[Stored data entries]
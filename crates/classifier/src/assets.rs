//! Asset resolution over a static alias catalog.
//!
//! The catalog is immutable configuration injected into the classifier at
//! construction, so tests can run with a restricted vocabulary.

use once_cell::sync::Lazy;
use regex::Regex;

static PAIR_RX: Lazy<Regex> = Lazy::new(|| Regex::new(r"\b([A-Za-z]{3}/[A-Za-z]{3})\b").unwrap());
static CODE_RX: Lazy<Regex> = Lazy::new(|| Regex::new(r"\b([A-Za-z]{6})\b").unwrap());

/// Alias → canonical symbol table covering forex, indices, metals, energy,
/// gas and crypto, including emoji and hashtag spellings.
pub struct AssetCatalog {
    aliases: Vec<(&'static str, &'static str)>,
    weak_tokens: Vec<(&'static str, &'static str)>,
}

impl Default for AssetCatalog {
    fn default() -> Self {
        Self {
            aliases: vec![
                // Forex
                ("eurusd", "EURUSD"),
                ("eur/usd", "EURUSD"),
                ("gbpjpy", "GBPJPY"),
                ("gbp/jpy", "GBPJPY"),
                ("usdjpy", "USDJPY"),
                ("usd/jpy", "USDJPY"),
                ("audusd", "AUDUSD"),
                ("aud/usd", "AUDUSD"),
                ("nzdusd", "NZDUSD"),
                ("nzd/usd", "NZDUSD"),
                ("usdcad", "USDCAD"),
                ("usd/cad", "USDCAD"),
                ("chfjpy", "CHFJPY"),
                ("chf/jpy", "CHFJPY"),
                ("gbpusd", "GBPUSD"),
                ("gbp/usd", "GBPUSD"),
                ("eurjpy", "EURJPY"),
                ("eur/jpy", "EURJPY"),
                // US indices
                ("us30", "US30"),
                ("dj30", "US30"),
                ("dji", "US30"),
                ("dow jones", "US30"),
                ("ws30", "US30"),
                ("us100", "US100"),
                ("nas100", "US100"),
                ("ustech100", "US100"),
                ("ndx", "US100"),
                ("nasdaq", "US100"),
                ("spx", "US500"),
                ("sp500", "US500"),
                ("s&p", "US500"),
                ("us500", "US500"),
                ("es", "US500"),
                // Europe
                ("ger40", "DAX40"),
                ("dax40", "DAX40"),
                ("dax", "DAX40"),
                ("uk100", "FTSE100"),
                ("ftse100", "FTSE100"),
                ("ftse", "FTSE100"),
                ("fra40", "CAC40"),
                ("cac40", "CAC40"),
                ("cac", "CAC40"),
                ("es35", "IBEX35"),
                ("ibex35", "IBEX35"),
                ("ibex", "IBEX35"),
                // Asia
                ("jp225", "JP225"),
                ("nikkei225", "JP225"),
                ("nikkei", "JP225"),
                ("jpn225", "JP225"),
                ("hk50", "HK50"),
                ("hang seng", "HK50"),
                // Metals
                ("xauusd", "XAUUSD"),
                ("xau/usd", "XAUUSD"),
                ("gold", "XAUUSD"),
                ("oro", "XAUUSD"),
                ("🥇", "XAUUSD"),
                ("#gold", "XAUUSD"),
                ("xagusd", "XAGUSD"),
                ("xag/usd", "XAGUSD"),
                ("silver", "XAGUSD"),
                ("plata", "XAGUSD"),
                ("🥈", "XAGUSD"),
                ("#silver", "XAGUSD"),
                ("copper", "COPPER"),
                ("hg", "COPPER"),
                ("cu", "COPPER"),
                // Energy
                ("usoil", "USOIL"),
                ("wti", "USOIL"),
                ("cl", "USOIL"),
                ("crude", "USOIL"),
                ("crude oil", "USOIL"),
                ("oil", "USOIL"),
                ("brent", "UKOIL"),
                ("ukoil", "UKOIL"),
                // Gas
                ("ng", "NATGAS"),
                ("natural gas", "NATGAS"),
                ("gas", "NATGAS"),
                // Crypto
                ("btcusd", "BTCUSD"),
                ("btc/usdt", "BTCUSDT"),
                ("btc", "BTCUSD"),
                ("bitcoin", "BTCUSD"),
                ("₿", "BTCUSD"),
                ("#btc", "BTCUSD"),
                ("ethusd", "ETHUSD"),
                ("eth/usdt", "ETHUSDT"),
                ("eth", "ETHUSD"),
                ("ethereum", "ETHUSD"),
                ("#eth", "ETHUSD"),
                ("ltcusd", "LTCUSD"),
                ("xrpusd", "XRPUSD"),
                ("bnbusd", "BNBUSD"),
                ("adausd", "ADAUSD"),
                ("solusd", "SOLUSD"),
            ],
            weak_tokens: vec![("xau", "XAUUSD"), ("xag", "XAGUSD")],
        }
    }
}

impl AssetCatalog {
    pub fn new(
        aliases: Vec<(&'static str, &'static str)>,
        weak_tokens: Vec<(&'static str, &'static str)>,
    ) -> Self {
        Self {
            aliases,
            weak_tokens,
        }
    }

    /// All distinct canonical symbols present in `lowered`, first-seen order.
    pub fn find(&self, lowered: &str) -> Vec<String> {
        let mut found: Vec<String> = Vec::new();
        let mut push = |canon: &str, acc: &mut Vec<String>| {
            if !acc.iter().any(|c| c == canon) {
                acc.push(canon.to_string());
            }
        };

        for (alias, canon) in self.aliases.iter().chain(self.weak_tokens.iter()) {
            if alias_in_text(lowered, alias) {
                push(canon, &mut found);
            }
        }

        for rx in [&*PAIR_RX, &*CODE_RX] {
            for caps in rx.captures_iter(lowered) {
                let alias = caps.get(1).unwrap().as_str().to_lowercase();
                let canon = self
                    .aliases
                    .iter()
                    .find(|(a, _)| *a == alias)
                    .map(|(_, c)| (*c).to_string())
                    .unwrap_or_else(|| alias.to_uppercase());
                push(&canon, &mut found);
            }
        }

        found
    }
}

/// Alphanumeric aliases only match between non-alphanumeric boundaries, so
/// "es" never fires inside "latest". Aliases with punctuation, spaces or
/// emoji match as plain substrings.
fn alias_in_text(lowered: &str, alias: &str) -> bool {
    if !alias.chars().all(|c| c.is_ascii_alphanumeric()) {
        return lowered.contains(alias);
    }
    let bytes = lowered.as_bytes();
    for (start, _) in lowered.match_indices(alias) {
        let end = start + alias.len();
        let before_ok = start == 0 || !bytes[start - 1].is_ascii_alphanumeric();
        let after_ok = end >= bytes.len() || !bytes[end].is_ascii_alphanumeric();
        if before_ok && after_ok {
            return true;
        }
    }
    false
}

#[cfg(test)]
mod tests {
    use super::*;

    #[test]
    fn short_aliases_respect_word_boundaries() {
        let catalog = AssetCatalog::default();
        assert!(
            !catalog
                .find("the latest news")
                .contains(&"US500".to_string())
        );
        assert_eq!(catalog.find("es looking bullish"), vec!["US500"]);
        assert!(!catalog.find("es35 long").contains(&"US500".to_string()));
    }

    #[test]
    fn emoji_and_hashtag_aliases_match() {
        let catalog = AssetCatalog::default();
        assert_eq!(catalog.find("🥇 buy now"), vec!["XAUUSD"]);
        assert_eq!(catalog.find("#btc pumping"), vec!["BTCUSD"]);
    }

    #[test]
    fn slash_pairs_and_six_letter_codes_resolve() {
        let catalog = AssetCatalog::default();
        assert_eq!(catalog.find("eur/usd setup"), vec!["EURUSD"]);
        assert_eq!(catalog.find("cadchf breakout"), vec!["CADCHF"]);
    }

    #[test]
    fn duplicate_spellings_collapse_to_one_symbol() {
        let catalog = AssetCatalog::default();
        assert_eq!(catalog.find("bitcoin #btc btcusd"), vec!["BTCUSD"]);
    }

    #[test]
    fn multiple_assets_keep_first_seen_order() {
        let catalog = AssetCatalog::default();
        assert_eq!(catalog.find("gold and silver"), vec!["XAUUSD", "XAGUSD"]);
    }
}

- _PROBLEM REQUIREMENTS_
Write out all the data exactly.

- _WRITTEN ANSWER_
filename crates/classifier/src/assets.rs
//! Asset resolution over a static alias catalog.
//!
//! The catalog is immutable configuration injected into the classifier at
//! construction, so tests can run with a restricted vocabulary.

use once_cell::sync::Lazy;
use regex::Regex;

static PAIR_RX: Lazy<Regex> = Lazy::new(|| Regex::new(r"\b([A-Za-z]{3}/[A-Za-z]{3})\b").unwrap());
static CODE_RX: Lazy<Regex> = Lazy::new(|| Regex::new(r"\b([A-Za-z]{6})\b").unwrap());

/// Alias → canonical symbol table covering forex, indices, metals, energy,
/// gas and crypto, including emoji and hashtag spellings.
pub struct AssetCatalog {
    aliases: Vec<(&'static str, &'static str)>,
    weak_tokens: Vec<(&'static str, &'static str)>,
}

impl Default for AssetCatalog {
    fn default() -> Self {
        Self {
            aliases: vec![
                // Forex
                ("eurusd", "EURUSD"),
                ("eur/usd", "EURUSD"),
                ("gbpjpy", "GBPJPY"),
                ("gbp/jpy", "GBPJPY"),
                ("usdjpy", "USDJPY"),
                ("usd/jpy", "USDJPY"),
                ("audusd", "AUDUSD"),
                ("aud/usd", "AUDUSD"),
                ("nzdusd", "NZDUSD"),
                ("nzd/usd", "NZDUSD"),
                ("usdcad", "USDCAD"),
                ("usd/cad", "USDCAD"),
                ("chfjpy", "CHFJPY"),
                ("chf/jpy", "CHFJPY"),
                ("gbpusd", "GBPUSD"),
                ("gbp/usd", "GBPUSD"),
                ("eurjpy", "EURJPY"),
                ("eur/jpy", "EURJPY"),
                // US indices
                ("us30", "US30"),
                ("dj30", "US30"),
                ("dji", "US30"),
                ("dow jones", "US30"),
                ("ws30", "US30"),
                ("us100", "US100"),
                ("nas100", "US100"),
                ("ustech100", "US100"),
                ("ndx", "US100"),
                ("nasdaq", "US100"),
                ("spx", "US500"),
                ("sp500", "US500"),
                ("s&p", "US500"),
                ("us500", "US500"),
                ("es", "US500"),
                // Europe
                ("ger40", "DAX40"),
                ("dax40", "DAX40"),
                ("dax", "DAX40"),
                ("uk100", "FTSE100"),
                ("ftse100", "FTSE100"),
                ("ftse", "FTSE100"),
                ("fra40", "CAC40"),
                ("cac40", "CAC40"),
                ("cac", "CAC40"),
                ("es35", "IBEX35"),
                ("ibex35", "IBEX35"),
                ("ibex", "IBEX35"),
                // Asia
                ("jp225", "JP225"),
                ("nikkei225", "JP225"),
                ("nikkei", "JP225"),
                ("jpn225", "JP225"),
                ("hk50", "HK50"),
                ("hang seng", "HK50"),
                // Metals
                ("xauusd", "XAUUSD"),
                ("xau/usd", "XAUUSD"),
                ("gold", "XAUUSD"),
                ("oro", "XAUUSD"),
                ("🥇", "XAUUSD"),
                ("#gold", "XAUUSD"),
                ("xagusd", "XAGUSD"),
                ("xag/usd", "XAGUSD"),
                ("silver", "XAGUSD"),
                ("plata", "XAGUSD"),
                ("🥈", "XAGUSD"),
                ("#silver", "XAGUSD"),
                ("copper", "COPPER"),
                ("hg", "COPPER"),
                ("cu", "COPPER"),
                // Energy
                ("usoil", "USOIL"),
                ("wti", "USOIL"),
                ("cl", "USOIL"),
                ("crude", "USOIL"),
                ("crude oil", "USOIL"),
                ("oil", "USOIL"),
                ("brent", "UKOIL"),
                ("ukoil", "UKOIL"),
                // Gas
                ("ng", "NATGAS"),
                ("natural gas", "NATGAS"),
                ("gas", "NATGAS"),
                // Crypto
                ("btcusd", "BTCUSD"),
                ("btc/usdt", "BTCUSDT"),
                ("btc", "BTCUSD"),
                ("bitcoin", "BTCUSD"),
                ("₿", "BTCUSD"),
                ("#btc", "BTCUSD"),
                ("ethusd", "ETHUSD"),
                ("eth/usdt", "ETHUSDT"),
                ("eth", "ETHUSD"),
                ("ethereum", "ETHUSD"),
                ("#eth", "ETHUSD"),
                ("ltcusd", "LTCUSD"),
                ("xrpusd", "XRPUSD"),
                ("bnbusd", "BNBUSD"),
                ("adausd", "ADAUSD"),
                ("solusd", "SOLUSD"),
            ],
            weak_tokens: vec![("xau", "XAUUSD"), ("xag", "XAGUSD")],
        }
    }
}

impl AssetCatalog {
    pub fn new(
        aliases: Vec<(&'static str, &'static str)>,
        weak_tokens: Vec<(&'static str, &'static str)>,
    ) -> Self {
        Self {
            aliases,
            weak_tokens,
        }
    }

    /// All distinct canonical symbols present in `lowered`, first-seen order.
    pub fn find(&self, lowered: &str) -> Vec<String> {
        let mut found: Vec<String> = Vec::new();
        let mut push = |canon: &str, acc: &mut Vec<String>| {
            if !acc.iter().any(|c| c == canon) {
                acc.push(canon.to_string());
            }
        };

        for (alias, canon) in self.aliases.iter().chain(self.weak_tokens.iter()) {
            if alias_in_text(lowered, alias) {
                push(canon, &mut found);
            }
        }

        for rx in [&*PAIR_RX, &*CODE_RX] {
            for caps in rx.captures_iter(lowered) {
                let alias = caps.get(1).unwrap().as_str().to_lowercase();
                let canon = self
                    .aliases
                    .iter()
                    .find(|(a, _)| *a == alias)
                    .map(|(_, c)| (*c).to_string())
                    .unwrap_or_else(|| alias.to_uppercase());
                push(&canon, &mut found);
            }
        }

        found
    }
}

/// Alphanumeric aliases only match between non-alphanumeric boundaries, so
/// "es" never fires inside "latest". Aliases with punctuation, spaces or
/// emoji match as plain substrings.
fn alias_in_text(lowered: &str, alias: &str) -> bool {
    if !alias.chars().all(|c| c.is_ascii_alphanumeric()) {
        return lowered.contains(alias);
    }
    let bytes = lowered.as_bytes();
    for (start, _) in lowered.match_indices(alias) {
        let end = start + alias.len();
        let before_ok = start == 0 || !bytes[start - 1].is_ascii_alphanumeric();
        let after_ok = end >= bytes.len() || !bytes[end].is_ascii_alphanumeric();
        if before_ok && after_ok {
            return true;
        }
    }
    false
}

#[cfg(test)]
mod tests {
    use super::*;

    #[test]
    fn short_aliases_respect_word_boundaries() {
        let catalog = AssetCatalog::default();
        assert!(
            !catalog
                .find("the latest news")
                .contains(&"US500".to_string())
        );
        assert_eq!(catalog.find("es looking bullish"), vec!["US500"]);
        assert!(!catalog.find("es35 long").contains(&"US500".to_string()));
    }

    #[test]
    fn emoji_and_hashtag_aliases_match() {
        let catalog = AssetCatalog::default();
        assert_eq!(catalog.find("🥇 buy now"), vec!["XAUUSD"]);
        assert_eq!(catalog.find("#btc pumping"), vec!["BTCUSD"]);
    }

    #[test]
    fn slash_pairs_and_six_letter_codes_resolve() {
        let catalog = AssetCatalog::default();
        assert_eq!(catalog.find("eur/usd setup"), vec!["EURUSD"]);
        assert_eq!(catalog.find("cadchf breakout"), vec!["CADCHF"]);
    }

    #[test]
    fn duplicate_spellings_collapse_to_one_symbol() {
        let catalog = AssetCatalog::default();
        assert_eq!(catalog.find("bitcoin #btc btcusd"), vec!["BTCUSD"]);
    }

    #[test]
    fn multiple_assets_keep_first_seen_order() {
        let catalog = AssetCatalog::default();
        assert_eq!(catalog.find("gold and silver"), vec!["XAUUSD", "XAGUSD"]);
    }
}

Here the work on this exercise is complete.